**Given entries:**
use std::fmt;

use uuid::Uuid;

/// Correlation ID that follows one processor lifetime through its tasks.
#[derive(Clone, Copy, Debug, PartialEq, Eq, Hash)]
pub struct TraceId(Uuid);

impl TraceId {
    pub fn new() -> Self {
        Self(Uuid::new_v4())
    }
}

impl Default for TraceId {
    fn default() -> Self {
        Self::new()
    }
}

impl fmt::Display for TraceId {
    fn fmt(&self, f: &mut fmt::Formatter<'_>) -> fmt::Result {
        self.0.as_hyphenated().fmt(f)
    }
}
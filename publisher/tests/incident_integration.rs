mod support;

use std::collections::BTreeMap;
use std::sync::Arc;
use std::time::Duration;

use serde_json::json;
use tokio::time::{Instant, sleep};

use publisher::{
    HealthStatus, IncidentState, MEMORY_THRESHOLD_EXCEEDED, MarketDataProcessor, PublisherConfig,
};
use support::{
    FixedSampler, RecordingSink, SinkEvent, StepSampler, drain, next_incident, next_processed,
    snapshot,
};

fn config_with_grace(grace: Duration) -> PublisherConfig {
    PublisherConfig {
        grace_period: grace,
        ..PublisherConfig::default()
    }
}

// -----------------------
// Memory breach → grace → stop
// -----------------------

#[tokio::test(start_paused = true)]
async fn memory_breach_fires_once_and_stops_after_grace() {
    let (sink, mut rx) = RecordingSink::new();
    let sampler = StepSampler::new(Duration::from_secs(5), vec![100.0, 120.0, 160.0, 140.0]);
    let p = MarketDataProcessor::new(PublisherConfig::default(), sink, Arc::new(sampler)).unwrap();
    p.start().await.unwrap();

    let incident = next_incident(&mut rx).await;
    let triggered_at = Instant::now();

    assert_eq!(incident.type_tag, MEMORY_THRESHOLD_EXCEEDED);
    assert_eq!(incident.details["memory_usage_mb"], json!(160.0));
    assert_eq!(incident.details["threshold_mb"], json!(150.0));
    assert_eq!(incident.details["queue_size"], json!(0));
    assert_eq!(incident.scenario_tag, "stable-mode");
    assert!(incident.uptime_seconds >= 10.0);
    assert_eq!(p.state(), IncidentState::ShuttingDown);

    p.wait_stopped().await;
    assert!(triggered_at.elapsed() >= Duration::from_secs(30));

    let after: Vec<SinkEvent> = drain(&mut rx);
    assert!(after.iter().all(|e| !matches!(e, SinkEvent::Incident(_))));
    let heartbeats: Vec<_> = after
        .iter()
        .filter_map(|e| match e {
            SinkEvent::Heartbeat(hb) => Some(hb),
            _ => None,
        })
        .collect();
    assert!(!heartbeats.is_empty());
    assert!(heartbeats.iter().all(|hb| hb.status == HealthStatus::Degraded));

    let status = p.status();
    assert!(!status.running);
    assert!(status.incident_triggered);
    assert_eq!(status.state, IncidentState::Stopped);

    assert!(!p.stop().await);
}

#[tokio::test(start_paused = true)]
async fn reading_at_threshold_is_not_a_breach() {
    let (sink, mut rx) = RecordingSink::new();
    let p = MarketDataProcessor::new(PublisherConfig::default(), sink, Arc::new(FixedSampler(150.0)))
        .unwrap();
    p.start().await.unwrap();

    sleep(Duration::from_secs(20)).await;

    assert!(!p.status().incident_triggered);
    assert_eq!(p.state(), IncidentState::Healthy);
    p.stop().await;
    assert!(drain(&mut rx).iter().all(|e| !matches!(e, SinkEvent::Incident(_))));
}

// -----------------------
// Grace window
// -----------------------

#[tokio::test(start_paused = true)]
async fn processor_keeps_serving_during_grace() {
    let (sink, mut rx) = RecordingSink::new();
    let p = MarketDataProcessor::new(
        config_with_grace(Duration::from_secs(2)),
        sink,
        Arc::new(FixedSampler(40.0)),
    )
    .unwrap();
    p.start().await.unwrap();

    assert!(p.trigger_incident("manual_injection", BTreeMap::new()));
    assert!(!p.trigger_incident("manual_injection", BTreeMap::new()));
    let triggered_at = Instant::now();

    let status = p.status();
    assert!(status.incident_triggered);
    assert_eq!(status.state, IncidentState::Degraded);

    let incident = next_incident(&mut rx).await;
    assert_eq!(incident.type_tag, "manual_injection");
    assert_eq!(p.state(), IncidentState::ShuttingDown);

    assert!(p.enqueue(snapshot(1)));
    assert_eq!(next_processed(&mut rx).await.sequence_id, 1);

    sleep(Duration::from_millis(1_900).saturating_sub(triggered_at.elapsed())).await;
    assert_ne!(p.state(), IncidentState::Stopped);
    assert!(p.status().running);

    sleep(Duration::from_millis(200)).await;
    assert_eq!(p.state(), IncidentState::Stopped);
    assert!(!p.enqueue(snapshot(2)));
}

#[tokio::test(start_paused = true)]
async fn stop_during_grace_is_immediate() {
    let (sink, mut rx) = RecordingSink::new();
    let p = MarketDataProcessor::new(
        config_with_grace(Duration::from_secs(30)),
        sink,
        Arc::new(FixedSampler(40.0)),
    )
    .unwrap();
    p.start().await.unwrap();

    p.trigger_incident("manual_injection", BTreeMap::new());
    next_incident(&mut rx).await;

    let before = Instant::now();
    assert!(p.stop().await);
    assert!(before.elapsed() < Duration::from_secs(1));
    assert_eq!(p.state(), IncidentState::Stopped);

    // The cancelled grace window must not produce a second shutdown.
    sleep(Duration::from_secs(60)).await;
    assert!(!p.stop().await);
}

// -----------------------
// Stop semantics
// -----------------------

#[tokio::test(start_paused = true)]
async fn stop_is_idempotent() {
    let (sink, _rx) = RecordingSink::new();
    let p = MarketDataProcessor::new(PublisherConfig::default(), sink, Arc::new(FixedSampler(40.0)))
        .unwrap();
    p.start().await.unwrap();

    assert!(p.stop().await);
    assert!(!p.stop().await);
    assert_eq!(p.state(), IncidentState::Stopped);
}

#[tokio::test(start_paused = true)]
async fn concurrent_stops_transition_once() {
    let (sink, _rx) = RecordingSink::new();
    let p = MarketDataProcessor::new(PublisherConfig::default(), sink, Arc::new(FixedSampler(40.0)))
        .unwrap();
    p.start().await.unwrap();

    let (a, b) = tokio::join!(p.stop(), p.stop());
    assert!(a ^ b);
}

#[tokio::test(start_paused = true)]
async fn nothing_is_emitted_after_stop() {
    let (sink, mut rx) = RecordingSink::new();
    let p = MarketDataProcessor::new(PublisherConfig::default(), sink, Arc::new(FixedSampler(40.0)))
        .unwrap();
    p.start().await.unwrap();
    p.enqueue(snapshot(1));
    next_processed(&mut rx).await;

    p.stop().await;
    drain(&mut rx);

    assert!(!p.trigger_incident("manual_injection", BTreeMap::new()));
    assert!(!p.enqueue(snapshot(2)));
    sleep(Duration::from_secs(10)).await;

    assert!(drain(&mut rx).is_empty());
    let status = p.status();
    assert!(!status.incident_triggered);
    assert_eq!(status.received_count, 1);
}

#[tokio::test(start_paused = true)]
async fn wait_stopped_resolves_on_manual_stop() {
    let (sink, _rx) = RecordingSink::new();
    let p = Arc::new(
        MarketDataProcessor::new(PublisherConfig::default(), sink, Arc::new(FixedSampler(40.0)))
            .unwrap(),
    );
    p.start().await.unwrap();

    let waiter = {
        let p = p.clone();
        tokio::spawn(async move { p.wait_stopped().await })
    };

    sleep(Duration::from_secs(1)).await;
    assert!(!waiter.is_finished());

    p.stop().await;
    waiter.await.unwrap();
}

--

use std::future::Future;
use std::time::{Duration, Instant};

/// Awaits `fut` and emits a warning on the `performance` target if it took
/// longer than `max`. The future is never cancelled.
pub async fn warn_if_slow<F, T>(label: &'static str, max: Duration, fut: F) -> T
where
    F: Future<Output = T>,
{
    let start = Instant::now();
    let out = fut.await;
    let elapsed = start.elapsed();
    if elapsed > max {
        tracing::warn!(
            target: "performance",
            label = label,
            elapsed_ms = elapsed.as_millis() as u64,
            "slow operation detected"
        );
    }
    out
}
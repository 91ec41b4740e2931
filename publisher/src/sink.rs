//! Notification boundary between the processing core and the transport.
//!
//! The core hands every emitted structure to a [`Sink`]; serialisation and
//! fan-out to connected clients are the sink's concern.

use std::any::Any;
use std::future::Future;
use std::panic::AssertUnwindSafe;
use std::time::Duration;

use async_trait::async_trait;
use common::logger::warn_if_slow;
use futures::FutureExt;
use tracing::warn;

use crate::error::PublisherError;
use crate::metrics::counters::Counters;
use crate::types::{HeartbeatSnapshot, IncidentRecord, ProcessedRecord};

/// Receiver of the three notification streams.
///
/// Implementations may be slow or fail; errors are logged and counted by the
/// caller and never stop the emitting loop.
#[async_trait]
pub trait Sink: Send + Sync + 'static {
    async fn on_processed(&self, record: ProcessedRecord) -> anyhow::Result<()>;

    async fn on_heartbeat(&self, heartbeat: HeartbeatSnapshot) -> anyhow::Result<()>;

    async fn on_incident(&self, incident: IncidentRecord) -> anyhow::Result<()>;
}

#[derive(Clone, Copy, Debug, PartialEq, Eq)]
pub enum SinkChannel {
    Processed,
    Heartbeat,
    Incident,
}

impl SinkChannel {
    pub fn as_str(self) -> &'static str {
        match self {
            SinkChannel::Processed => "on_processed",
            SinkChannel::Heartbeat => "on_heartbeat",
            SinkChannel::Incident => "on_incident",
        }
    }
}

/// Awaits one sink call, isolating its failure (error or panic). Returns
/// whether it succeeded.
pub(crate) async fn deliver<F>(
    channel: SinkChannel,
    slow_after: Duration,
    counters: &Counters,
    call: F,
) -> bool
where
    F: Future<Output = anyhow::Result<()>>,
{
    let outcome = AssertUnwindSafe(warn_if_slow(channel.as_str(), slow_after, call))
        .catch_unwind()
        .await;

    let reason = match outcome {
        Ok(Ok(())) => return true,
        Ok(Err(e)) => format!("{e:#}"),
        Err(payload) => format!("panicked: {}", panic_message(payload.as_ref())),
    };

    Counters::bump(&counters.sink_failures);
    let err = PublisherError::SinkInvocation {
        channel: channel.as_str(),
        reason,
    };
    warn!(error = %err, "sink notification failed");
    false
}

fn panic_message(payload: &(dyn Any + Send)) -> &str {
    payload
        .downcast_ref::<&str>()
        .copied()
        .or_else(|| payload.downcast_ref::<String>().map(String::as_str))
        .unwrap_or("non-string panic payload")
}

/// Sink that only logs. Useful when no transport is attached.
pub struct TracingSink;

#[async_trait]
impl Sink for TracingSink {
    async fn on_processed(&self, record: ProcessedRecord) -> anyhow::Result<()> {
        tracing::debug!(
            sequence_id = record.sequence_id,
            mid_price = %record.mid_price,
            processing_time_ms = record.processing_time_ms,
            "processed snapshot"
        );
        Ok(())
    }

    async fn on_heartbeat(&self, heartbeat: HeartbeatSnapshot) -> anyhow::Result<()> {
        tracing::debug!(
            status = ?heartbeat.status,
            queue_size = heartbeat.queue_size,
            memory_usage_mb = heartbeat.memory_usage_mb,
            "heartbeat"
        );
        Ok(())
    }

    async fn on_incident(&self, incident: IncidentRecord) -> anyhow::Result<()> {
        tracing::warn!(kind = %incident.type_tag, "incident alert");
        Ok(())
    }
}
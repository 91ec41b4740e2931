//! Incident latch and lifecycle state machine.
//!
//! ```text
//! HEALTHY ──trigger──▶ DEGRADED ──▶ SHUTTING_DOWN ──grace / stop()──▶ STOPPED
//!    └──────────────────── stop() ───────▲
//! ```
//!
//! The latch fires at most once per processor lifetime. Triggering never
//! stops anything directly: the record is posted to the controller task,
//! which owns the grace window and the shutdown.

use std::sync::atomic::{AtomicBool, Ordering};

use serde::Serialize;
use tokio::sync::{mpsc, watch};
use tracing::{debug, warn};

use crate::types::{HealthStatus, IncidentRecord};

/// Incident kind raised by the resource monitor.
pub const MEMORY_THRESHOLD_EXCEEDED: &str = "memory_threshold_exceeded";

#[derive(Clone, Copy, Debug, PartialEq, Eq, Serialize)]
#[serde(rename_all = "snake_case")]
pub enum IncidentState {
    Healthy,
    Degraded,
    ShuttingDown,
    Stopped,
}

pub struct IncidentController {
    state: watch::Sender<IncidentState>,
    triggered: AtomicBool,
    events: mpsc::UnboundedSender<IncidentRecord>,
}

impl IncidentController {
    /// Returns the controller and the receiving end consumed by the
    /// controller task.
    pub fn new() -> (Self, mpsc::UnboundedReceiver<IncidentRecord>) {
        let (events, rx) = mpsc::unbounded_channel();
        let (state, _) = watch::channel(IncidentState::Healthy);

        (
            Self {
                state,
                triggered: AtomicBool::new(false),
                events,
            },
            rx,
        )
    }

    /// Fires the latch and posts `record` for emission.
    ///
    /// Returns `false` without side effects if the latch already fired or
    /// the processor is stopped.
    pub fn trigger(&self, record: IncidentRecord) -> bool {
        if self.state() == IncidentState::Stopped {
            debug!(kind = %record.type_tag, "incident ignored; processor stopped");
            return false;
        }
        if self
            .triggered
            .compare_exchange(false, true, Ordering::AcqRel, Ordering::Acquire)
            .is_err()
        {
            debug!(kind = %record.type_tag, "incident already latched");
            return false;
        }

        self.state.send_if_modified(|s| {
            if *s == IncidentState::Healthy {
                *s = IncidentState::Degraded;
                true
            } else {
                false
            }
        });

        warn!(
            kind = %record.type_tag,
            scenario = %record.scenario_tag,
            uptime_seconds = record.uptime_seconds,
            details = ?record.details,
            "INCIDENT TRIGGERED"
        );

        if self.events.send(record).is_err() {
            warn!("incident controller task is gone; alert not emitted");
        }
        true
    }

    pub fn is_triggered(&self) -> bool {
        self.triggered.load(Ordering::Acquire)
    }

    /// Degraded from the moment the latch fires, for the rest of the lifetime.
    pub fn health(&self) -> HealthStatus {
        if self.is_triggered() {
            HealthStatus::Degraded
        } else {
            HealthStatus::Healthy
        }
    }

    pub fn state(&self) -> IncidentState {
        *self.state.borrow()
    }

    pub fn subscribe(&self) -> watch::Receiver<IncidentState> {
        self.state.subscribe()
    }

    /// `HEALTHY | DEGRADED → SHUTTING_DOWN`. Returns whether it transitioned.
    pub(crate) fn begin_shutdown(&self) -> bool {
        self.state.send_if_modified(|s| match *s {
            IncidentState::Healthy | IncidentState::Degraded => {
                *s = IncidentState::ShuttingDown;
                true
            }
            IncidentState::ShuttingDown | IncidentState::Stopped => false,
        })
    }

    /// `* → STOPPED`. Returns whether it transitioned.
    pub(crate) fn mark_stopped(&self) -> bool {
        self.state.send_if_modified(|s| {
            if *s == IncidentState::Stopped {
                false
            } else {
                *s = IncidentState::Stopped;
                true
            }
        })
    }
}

**What the task asks:** Within the material above, the line with "filename publisher/src/sink.rs" opens the range and the line with "ProcessedRecord) -> anyhow::Result<()>;" closes it; reproduce that range word for word.

**Result of this exercise:**
filename publisher/src/sink.rs
//! Notification boundary between the processing core and the transport.
//!
//! The core hands every emitted structure to a [`Sink`]; serialisation and
//! fan-out to connected clients are the sink's concern.

use std::any::Any;
use std::future::Future;
use std::panic::AssertUnwindSafe;
use std::time::Duration;

use async_trait::async_trait;
use common::logger::warn_if_slow;
use futures::FutureExt;
use tracing::warn;

use crate::error::PublisherError;
use crate::metrics::counters::Counters;
use crate::types::{HeartbeatSnapshot, IncidentRecord, ProcessedRecord};

/// Receiver of the three notification streams.
///
/// Implementations may be slow or fail; errors are logged and counted by the
/// caller and never stop the emitting loop.
#[async_trait]
pub trait Sink: Send + Sync + 'static {
    async fn on_processed(&self, record: ProcessedRecord) -> anyhow::Result<()>;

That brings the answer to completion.